Central Park West

No sabía cómo explicar las ganas de irme, pareciera que nací para correr, para ser vagabunda del mundo.

Todo comenzó cuando empecé a viajar, a descubrirme en otros lugares, en otras personas, en otras realidades, cuando me di cuenta que más allá de las cuatro paredes que encasillan mi cotidianidad existía un mundo por explorar.

Me gusta romantizar mi vida y los pequeños momentos que me habitan, me gusta pensar que en la simpleza se encuentran las grandes alegrías...

Cuando vivía en Ciudad de México me gustaba mucho observar a la gente, caminar, apreciar lo bueno, grande y malo que tiene una ciudad tan caótica como surreal; recorrer sus calles, observar sus colores, sus sabores y en lo ajetreado encontrar minutos de paz. Lo he de confesar, me sentía como pez en el agua, sentía que pertenecía y que aquel mundo que a veces parecía caótico, era mío. 

Los Cabos me ha enseñado a frenar, a apreciar el proceso, a no querer correr sin antes caminar, a disfrutar la tranquilidad, la calma, las olas y el mar, aunque cada día me gusta más, no puedo evitar pensar que sigue sin ser mi lugar, que algo falta, que algo se siente incompleto. 

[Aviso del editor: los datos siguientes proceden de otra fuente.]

impl WriterStage {
    pub fn new(
        capacity: QueueCapacity,
        workers: WorkerCount,
        watermarks: Watermarks,
        access_log: Option<Arc<AccessLog>>,
    ) -> Arc<Self> {
        Arc::new_cyclic(|me: &Weak<WriterStage>| Self {
            stage: Stage::new(
                "http-writer",
                capacity,
                workers,
                Arc::new(WriterHandlerFactory { stage: me.clone() }),
            ),
            watermarks,
            access_log,
            readiness: OnceLock::new(),
            handler: OnceLock::new(),
            reader: OnceLock::new(),
        })
    }

    pub fn set_readiness(&self, readiness: Arc<dyn Readiness>) {
        let _ = self.readiness.set(Arc::downgrade(&readiness));
    }

    pub fn set_handler(&self, handler: Arc<HandlerStage>) {
        let _ = self.handler.set(Arc::downgrade(&handler));
    }

    pub fn set_reader(&self, reader: Arc<ReaderStage>) {
        let _ = self.reader.set(Arc::downgrade(&reader));
    }

    pub fn start(&self) {
        self.stage.start();
    }

    pub fn stop(&self) {
        self.stage.stop();
    }

    pub fn queue_len(&self) -> usize {
        self.stage.queue_len()
    }

    /// Queues a body part for ordered emission.
    pub fn emit(&self, conn: &Arc<Connection>, part: BodyPart) -> Result<(), QueueError> {
        self.stage.post(WriterEvent::Emit {
            conn: Arc::clone(conn),
            part,
        })
    }

    pub fn post_writable(&self, conn: &Arc<Connection>) -> Result<(), QueueError> {
        self.stage.post(WriterEvent::Writable {
            conn: Arc::clone(conn),
        })
    }

    /// Queues a close that runs after this connection's pending output.
    pub fn post_close(&self, conn: &Arc<Connection>) -> Result<(), QueueError> {
        self.stage.post(WriterEvent::Close {
            conn: Arc::clone(conn),
        })
    }

    /// Builds and emits a short `text/plain` error response. Callers use
    /// this only before any part of a response has been emitted.
    pub fn send_error(
        &self,
        conn: &Arc<Connection>,
        status: u16,
        body: &str,
    ) -> Result<(), QueueError> {
        let mut response = Response::new(status);
        response.set_header("Content-Type", "text/plain");
        response.set_header("Content-Length", body.len().to_string());
        conn.set_response(response);
        self.emit(conn, BodyPart::inline(0, Bytes::copy_from_slice(body.as_bytes()), true))
    }

    fn readiness(&self) -> Option<Arc<dyn Readiness>> {
        self.readiness.get().and_then(Weak::upgrade)
    }

    fn on_emit(&self, conn: &Arc<Connection>, part: BodyPart) -> crate::Result<()> {
        if matches!(conn.state(), ConnState::Closed) {
            return Ok(());
        }
        if conn.state() == ConnState::Processing {
            conn.set_state(ConnState::Writing);
        }

        let mut finished = false;
        let mut failed = false;
        {
            let mut w = conn.writer.lock().expect("writer state mutex poisoned");
            if part.index == w.next_expected {
                if let Err(e) = self.stage_part(conn, &mut w, part) {
                    warn!(conn = %conn.core().id(), error = %e, "cannot stage body part");
                    failed = true;
                } else {
                    w.next_expected += 1;
                    self.drain_ready(conn, &mut w, &mut failed);
                }
            } else {
                w.heap_bytes += part.byte_len();
                w.heap.push(OrderedPart(part));
                if !conn.output_paused()
                    && (w.heap.len() >= self.watermarks.high_parts
                        || w.heap_bytes >= self.watermarks.high_bytes)
                {
                    debug!(conn = %conn.core().id(), parts = w.heap.len(), bytes = w.heap_bytes,
                        "reorder heap at high water, pausing output");
                    conn.set_output_paused(true);
                }
            }

            if !failed {
                match self.pump(conn, &mut w) {
                    Ok(PumpOutcome::Blocked) => {}
                    Ok(PumpOutcome::Idle) => {
                        finished = w.finishing && w.ops.is_empty();
                    }
                    Err(e) => {
                        warn!(conn = %conn.core().id(), error = %e, "socket write failed");
                        failed = true;
                    }
                }
            }

            self.maybe_resume(conn, &w);
        }

        if failed {
            self.close_conn(conn);
        } else if finished {
            self.complete_response(conn);
        }
        Ok(())
    }

    /// Flushes contiguous parts waiting in the reorder heap.
    fn drain_ready(&self, conn: &Arc<Connection>, w: &mut WriterState, failed: &mut bool) {
        while let Some(top) = w.heap.peek() {
            if top.0.index != w.next_expected {
                break;
            }
            let part = w.heap.pop().expect("peeked entry vanished").0;
            w.heap_bytes = w.heap_bytes.saturating_sub(part.byte_len());
            if self.stage_part(conn, w, part).is_err() {
                *failed = true;
                return;
            }
            w.next_expected += 1;
        }
    }

    /// Serializes one part into pending write operations. The response
    /// head goes out before part zero.
    fn stage_part(
        &self,
        conn: &Arc<Connection>,
        w: &mut WriterState,
        part: BodyPart,
    ) -> crate::Result<()> {
        if !w.head_written {
            let Some(mut response) = conn.take_response() else {
                return Err(crate::HalleyError::Internal(
                    "body part emitted before any response was set".into(),
                ));
            };
            if response.content_length().is_none() {
                response.set_header("Transfer-Encoding", "chunked");
                w.chunked = true;
            }
            w.status = response.status;
            w.ops.push_back(WriteOp::Buf {
                data: response.serialize_head(),
                pos: 0,
            });
            w.head_written = true;
        }

        let is_close = matches!(part.payload, BodyPayload::Close);
        w.body_bytes += part.byte_len() as u64;
        match part.payload {
            BodyPayload::Inline(data) => {
                if !data.is_empty() {
                    if w.chunked {
                        w.ops.push_back(WriteOp::Buf {
                            data: Bytes::from(format!("{:x}\r\n", data.len())),
                            pos: 0,
                        });
                        w.ops.push_back(WriteOp::Buf { data, pos: 0 });
                        w.ops.push_back(WriteOp::Buf {
                            data: Bytes::from_static(b"\r\n"),
                            pos: 0,
                        });
                    } else {
                        w.ops.push_back(WriteOp::Buf { data, pos: 0 });
                    }
                }
            }
            BodyPayload::File { file, offset, len } => {
                if len > 0 {
                    if w.chunked {
                        w.ops.push_back(WriteOp::Buf {
                            data: Bytes::from(format!("{len:x}\r\n")),
                            pos: 0,
                        });
                        w.ops.push_back(WriteOp::File {
                            file,
                            offset,
                            remaining: len,
                        });
                        w.ops.push_back(WriteOp::Buf {
                            data: Bytes::from_static(b"\r\n"),
                            pos: 0,
                        });
                    } else {
                        w.ops.push_back(WriteOp::File {
                            file,
                            offset,
                            remaining: len,
                        });
                    }
                }
            }
            BodyPayload::Close => {
                w.close_after = true;
            }
        }

        if part.is_last {
            if w.chunked && !is_close {
                w.ops.push_back(WriteOp::Buf {
                    data: Bytes::from_static(b"0\r\n\r\n"),
                    pos: 0,
                });
            }
            w.finishing = true;
        }
        Ok(())
    }

    /// Writes pending operations until done or the socket pushes back.
    fn pump(&self, conn: &Arc<Connection>, w: &mut WriterState) -> crate::Result<PumpOutcome> {
        let fd = conn.raw_fd();
        while let Some(op) = w.ops.front_mut() {
            let done = match op {
                WriteOp::Buf { data, pos } => loop {
                    if *pos >= data.len() {
                        break true;
                    }
                    match send_nosignal(fd, &data[*pos..]) {
                        Ok(n) => {
                            *pos += n;
                            w.bytes_sent += n as u64;
                        }
                        Err(e) if e.kind() == std::io::ErrorKind::WouldBlock => {
                            w.blocked = true;
                            if let Some(r) = self.readiness() {
                                r.arm_writable(conn);
                            }
                            return Ok(PumpOutcome::Blocked);
                        }
                        Err(e) if e.kind() == std::io::ErrorKind::Interrupted => {}
                        Err(e) => return Err(e.into()),
                    }
                },
                WriteOp::File {
                    file,
                    offset,
                    remaining,
                } => loop {
                    if *remaining == 0 {
                        break true;
                    }
                    match sendfile_some(fd, file, offset, *remaining) {
                        Ok(0) => {
                            return Err(std::io::Error::new(
                                std::io::ErrorKind::UnexpectedEof,
                                "file shrank during sendfile",
                            )
                            .into());
                        }
                        Ok(n) => {
                            *remaining -= n as u64;
                            w.bytes_sent += n as u64;
                        }
                        Err(e) if e.kind() == std::io::ErrorKind::WouldBlock => {
                            w.blocked = true;
                            if let Some(r) = self.readiness() {
                                r.arm_writable(conn);
                            }
                            return Ok(PumpOutcome::Blocked);
                        }
                        Err(e) if e.kind() == std::io::ErrorKind::Interrupted => {}
                        Err(e) => return Err(e.into()),
                    }
                },
            };
            if done {
                w.ops.pop_front();
            }
        }
        if w.blocked {
            w.blocked = false;
            if let Some(r) = self.readiness() {
                r.disarm_writable(conn);
            }
        }
        Ok(PumpOutcome::Idle)
    }

    fn maybe_resume(&self, conn: &Arc<Connection>, w: &WriterState) {
        if conn.output_paused()
            && w.heap.len() <= self.watermarks.low_parts
            && w.heap_bytes <= self.watermarks.low_bytes
        {
            debug!(conn = %conn.core().id(), "reorder heap below low water, resuming output");
            conn.set_output_paused(false);
            if let Some(handler) = self.handler.get().and_then(Weak::upgrade) {
                handler.post_resume_output(conn).ok();
            }
        }
    }

    /// Runs when the `is_last` part has fully flushed.
    fn complete_response(&self, conn: &Arc<Connection>) {
        let (status, body_bytes, close_after) = {
            let w = conn.writer.lock().expect("writer state mutex poisoned");
            (w.status, w.body_bytes, w.close_after)
        };

        if let (Some(log), Some(record)) = (&self.access_log, conn.take_access_record()) {
            log.record(conn.peer(), &record, status, body_bytes);
        }

        let closing = close_after || !conn.keep_alive() || conn.state() == ConnState::Closing;
        if closing {
            self.close_conn(conn);
            return;
        }

        {
            let mut w = conn.writer.lock().expect("writer state mutex poisoned");
            w.reset_for_next_response();
        }
        conn.set_state(ConnState::Reading);
        conn.touch();
        // Re-arm the reader; a pipelined request may already be buffered.
        if let Some(reader) = self.reader.get().and_then(Weak::upgrade) {
            reader.post_data_available(conn).ok();
        }
    }

    fn on_writable(&self, conn: &Arc<Connection>) {
        if matches!(conn.state(), ConnState::Closed) {
            return;
        }
        let mut finished = false;
        let mut failed = false;
        {
            let mut w = conn.writer.lock().expect("writer state mutex poisoned");
            match self.pump(conn, &mut w) {
                Ok(PumpOutcome::Blocked) => {}
                Ok(PumpOutcome::Idle) => finished = w.finishing && w.ops.is_empty(),
                Err(e) => {
                    warn!(conn = %conn.core().id(), error = %e, "socket write failed");
                    failed = true;
                }
            }
        }
        if failed {
            self.close_conn(conn);
        } else if finished {
            self.complete_response(conn);
        }
    }

    fn on_close(&self, conn: &Arc<Connection>) {
        if matches!(conn.state(), ConnState::Closed) {
            return;
        }
        // Best-effort flush of whatever is already serialized.
        {
            let mut w = conn.writer.lock().expect("writer state mutex poisoned");
            let _ = self.pump(conn, &mut w);
        }
        self.close_conn(conn);
    }

    fn close_conn(&self, conn: &Arc<Connection>) {
        conn.set_state(ConnState::Closing);
        if let Some(r) = self.readiness() {
            r.deregister(conn);
        }
        conn.shutdown_socket();
        conn.set_state(ConnState::Closed);
        conn.core().set_alive(false);
        conn.clear_handler_inbox();
        debug!(conn = %conn.core().id(), "connection closed");
    }
}
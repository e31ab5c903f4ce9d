//! Sockets, the readiness reactor, and server assembly

pub mod conn;
pub mod reactor;
pub mod server;

pub use conn::{ConnState, Connection, ConnectionFactory, DefaultConnectionFactory};
pub use reactor::{Reactor, Readiness};
pub use server::{Server, ServerStats};
//! # Halley - a staged event-driven HTTP server framework
//!
//! Connections move through a chain of processing stages: a reader parses
//! requests off the socket, a handler stage runs the per-request module
//! chain, and a writer reassembles indexed body parts onto the socket in
//! order. Each stage owns a bounded priority queue and a pool of worker
//! threads; stages communicate exclusively by posting events carrying
//! shared-ownership job references. Blocking file and database work is
//! delegated to helper stages and resumes through continuation tokens.
//!
//! ```no_run
//! use halley::{Server, ServerConfig};
//!
//! fn main() -> halley::Result<()> {
//!     let server = Server::new(ServerConfig::default())?;
//!     server.start();
//!     // ... serve until asked to stop ...
//!     server.stop();
//!     Ok(())
//! }
//! ```

pub mod access_log;
pub mod config;
pub mod domain_types;
pub mod eds;
pub mod error;
pub mod http;
pub mod modules;
pub mod net;

pub use config::ServerConfig;
pub use error::{HalleyError, Result};
pub use net::server::Server;
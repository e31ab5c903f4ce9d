//! HTTP response head and status codes

use bytes::{BufMut, Bytes, BytesMut};

use crate::http::request::{Headers, Version};

/// Reason phrase for the status codes this server emits.
pub fn reason_phrase(status: u16) -> &'static str {
    match status {
        200 => "OK",
        201 => "Created",
        204 => "No Content",
        301 => "Moved Permanently",
        302 => "Found",
        304 => "Not Modified",
        400 => "Bad Request",
        403 => "Forbidden",
        404 => "Not Found",
        405 => "Method Not Allowed",
        408 => "Request Timeout",
        411 => "Length Required",
        413 => "Payload Too Large",
        500 => "Internal Server Error",
        501 => "Not Implemented",
        503 => "Service Unavailable",
        _ => "Unknown",
    }
}

/// A response head. The body streams separately as indexed body parts.
#[derive(Debug, Clone)]
pub struct Response {
    pub version: Version,
    pub status: u16,
    pub headers: Headers,
}

impl Response {
    pub fn new(status: u16) -> Self {
        Self {
            version: Version::Http11,
            status,
            headers: Headers::new(),
        }
    }

    pub fn with_version(status: u16, version: Version) -> Self {
        Self {
            version,
            status,
            headers: Headers::new(),
        }
    }

    /// Sets a header, replacing any existing value.
    pub fn set_header(&mut self, name: &str, value: impl Into<String>) -> &mut Self {
        self.headers.set(name, value);
        self
    }

    /// Declared content length, when the response carries one.
    pub fn content_length(&self) -> Option<u64> {
        self.headers
            .get("content-length")
            .and_then(|v| v.trim().parse().ok())
    }

    /// Serializes the status line and headers, terminated by the blank
    /// line. Only headers actually present are written.
    pub fn serialize_head(&self) -> Bytes {
        let mut out = BytesMut::with_capacity(128);
        out.put_slice(self.version.as_str().as_bytes());
        out.put_slice(b" ");
        out.put_slice(self.status.to_string().as_bytes());
        out.put_slice(b" ");
        out.put_slice(reason_phrase(self.status).as_bytes());
        out.put_slice(b"\r\n");
        for (name, value) in self.headers.iter() {
            out.put_slice(name.as_bytes());
            out.put_slice(b": ");
            out.put_slice(value.as_bytes());
            out.put_slice(b"\r\n");
        }
        out.put_slice(b"\r\n");
        out.freeze()
    }
}
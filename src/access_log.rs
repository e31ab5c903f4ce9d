//! Append-only access log, one line per completed request

use std::fs::{File, OpenOptions};
use std::io::{BufWriter, Write};
use std::net::SocketAddr;
use std::path::Path;
use std::sync::{Arc, Mutex};

use tracing::warn;

/// Request fields captured when the head arrives, completed by the writer
/// when the response finishes.
#[derive(Debug, Clone)]
pub struct AccessRecord {
    pub method: String,
    pub target: String,
    pub version: &'static str,
}

/// Shared append-only log file.
pub struct AccessLog {
    out: Mutex<BufWriter<File>>,
}

impl AccessLog {
    /// Opens (creating if needed) the log file in append mode.
    pub fn open(path: &Path) -> std::io::Result<Arc<Self>> {
        let file = OpenOptions::new().create(true).append(true).open(path)?;
        Ok(Arc::new(Self {
            out: Mutex::new(BufWriter::new(file)),
        }))
    }

    /// Appends one line for a completed request and flushes it.
    pub fn record(&self, peer: SocketAddr, record: &AccessRecord, status: u16, bytes_sent: u64) {
        let mut out = self.out.lock().expect("access log mutex poisoned");
        let line = format!(
            "{peer} \"{} {} {}\" {status} {bytes_sent}\n",
            record.method, record.target, record.version
        );
        if out
            .write_all(line.as_bytes())
            .and_then(|()| out.flush())
            .is_err()
        {
            warn!("access log write failed");
        }
    }
}

impl std::fmt::Debug for AccessLog {
    fn fmt(&self, f: &mut std::fmt::Formatter<'_>) -> std::fmt::Result {
        f.debug_struct("AccessLog").finish_non_exhaustive()
    }
}

#[cfg(test)]
mod tests {
    use super::*;

    #[test]
    fn records_one_line_per_request() {
        let dir = tempfile::tempdir().unwrap();
        let path = dir.path().join("access.log");
        let log = AccessLog::open(&path).unwrap();

        let peer: SocketAddr = "127.0.0.1:5000".parse().unwrap();
        let record = AccessRecord {
            method: "GET".into(),
            target: "/hello".into(),
            version: "HTTP/1.1",
        };
        log.record(peer, &record, 200, 2);
        log.record(peer, &record, 404, 9);

        let text = std::fs::read_to_string(&path).unwrap();
        let lines: Vec<&str> = text.lines().collect();
        assert_eq!(lines.len(), 2);
        assert_eq!(lines[0], "127.0.0.1:5000 \"GET /hello HTTP/1.1\" 200 2");
        assert!(lines[1].ends_with("404 9"));
    }
}
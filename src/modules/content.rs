//! Fixed-content terminal module

use std::sync::Arc;

use bytes::Bytes;

use crate::http::body::BodyPart;
use crate::http::handler::HandlerStage;
use crate::http::module::{HandlerData, HttpModule, ModuleError, ModuleOutcome};
use crate::http::response::Response;
use crate::net::conn::Connection;

/// Responds to every request with one configured body.
#[derive(Debug)]
pub struct ContentModule {
    body: Bytes,
    content_type: Option<String>,
}

impl ContentModule {
    pub fn new(body: impl Into<Bytes>, content_type: Option<String>) -> Self {
        Self {
            body: body.into(),
            content_type,
        }
    }
}

impl HttpModule for ContentModule {
    fn name(&self) -> &'static str {
        "content"
    }

    fn process_input(
        &self,
        conn: &Arc<Connection>,
        data: &mut HandlerData,
        stage: &HandlerStage,
        part: &mut Option<BodyPart>,
    ) -> Result<ModuleOutcome, ModuleError> {
        // Request body parts are irrelevant here; consume and ignore them.
        if part.take().is_some() {
            return Ok(ModuleOutcome::Stop);
        }
        let mut response = Response::with_version(200, data.request.version);
        response.set_header("Content-Length", self.body.len().to_string());
        if let Some(content_type) = &self.content_type {
            response.set_header("Content-Type", content_type.clone());
        }
        stage
            .respond(conn, data, response, self.body.clone())
            .map_err(|_| ModuleError::Failed {
                module: self.name().to_string(),
                reason: "writer unavailable".to_string(),
            })?;
        Ok(ModuleOutcome::Stop)
    }
}
//! MIME type table
//!
//! Parses the classic `mime.types` format: one type per line followed by
//! its extensions, `#` comments and blank lines ignored. A process-wide
//! singleton is populated at startup and read-only afterwards.

use std::collections::HashMap;
use std::path::Path;
use std::sync::OnceLock;

use tracing::warn;

static GLOBAL: OnceLock<MimeTypes> = OnceLock::new();

/// Extension to MIME type mapping.
#[derive(Debug, Clone, Default)]
pub struct MimeTypes {
    entries: Vec<(String, Vec<String>)>,
    by_extension: HashMap<String, String>,
}

impl MimeTypes {
    /// Parses `mime.types` text. Later lines never shadow an extension
    /// already claimed by an earlier one.
    pub fn parse(text: &str) -> Self {
        let mut table = Self::default();
        for line in text.lines() {
            let line = line.trim();
            if line.is_empty() || line.starts_with('#') {
                continue;
            }
            let mut fields = line.split_whitespace();
            let Some(mime_type) = fields.next() else {
                continue;
            };
            let extensions: Vec<String> = fields.map(|ext| ext.to_ascii_lowercase()).collect();
            for ext in &extensions {
                table
                    .by_extension
                    .entry(ext.clone())
                    .or_insert_with(|| mime_type.to_string());
            }
            table.entries.push((mime_type.to_string(), extensions));
        }
        table
    }

    /// Loads and parses a `mime.types` file.
    pub fn load(path: &Path) -> std::io::Result<Self> {
        Ok(Self::parse(&std::fs::read_to_string(path)?))
    }

    /// A small built-in table used when no file is available.
    pub fn builtin() -> Self {
        Self::parse(
            "text/html html htm\n\
             text/plain txt\n\
             text/css css\n\
             text/javascript js\n\
             application/json json\n\
             application/octet-stream bin\n\
             image/png png\n\
             image/jpeg jpg jpeg\n\
             image/gif gif\n",
        )
    }

    /// Looks up the type registered for an extension.
    pub fn lookup(&self, extension: &str) -> Option<&str> {
        self.by_extension
            .get(&extension.to_ascii_lowercase())
            .map(String::as_str)
    }

    /// Looks up the type for a path by its extension.
    pub fn for_path(&self, path: &Path) -> Option<&str> {
        path.extension()
            .and_then(|ext| ext.to_str())
            .and_then(|ext| self.lookup(ext))
    }

    /// Serializes back into `mime.types` format. Parsing the output yields
    /// the same extension to type mapping.
    pub fn serialize(&self) -> String {
        let mut out = String::new();
        for (mime_type, extensions) in &self.entries {
            out.push_str(mime_type);
            for ext in extensions {
                out.push(' ');
                out.push_str(ext);
            }
            out.push('\n');
        }
        out
    }

    /// The extension to type mapping, for comparisons.
    pub fn mapping(&self) -> &HashMap<String, String> {
        &self.by_extension
    }

    /// Installs `table` as the process-wide singleton. Returns false when a
    /// table was already installed, in which case the existing one stays.
    pub fn install_global(table: MimeTypes) -> bool {
        GLOBAL.set(table).is_ok()
    }

    /// The process-wide table, falling back to the built-in one when
    /// nothing was installed.
    pub fn global() -> &'static MimeTypes {
        GLOBAL.get_or_init(|| {
            warn!("mime table not initialized, using built-in defaults");
            Self::builtin()
        })
    }
}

Me he intentado aferrar a creer que todo esto es temporal y que con el paso de los días, de los meses e incluso de los años, lo que tengo aquí y ahora me hará sentir satisfecha, que tal vez al final del día este lugar se sienta tan mío como lo deseo. 

Pero también mi mente empieza a andar y no deja de cuestionarse si en la huida puede encontrarse la plenitud.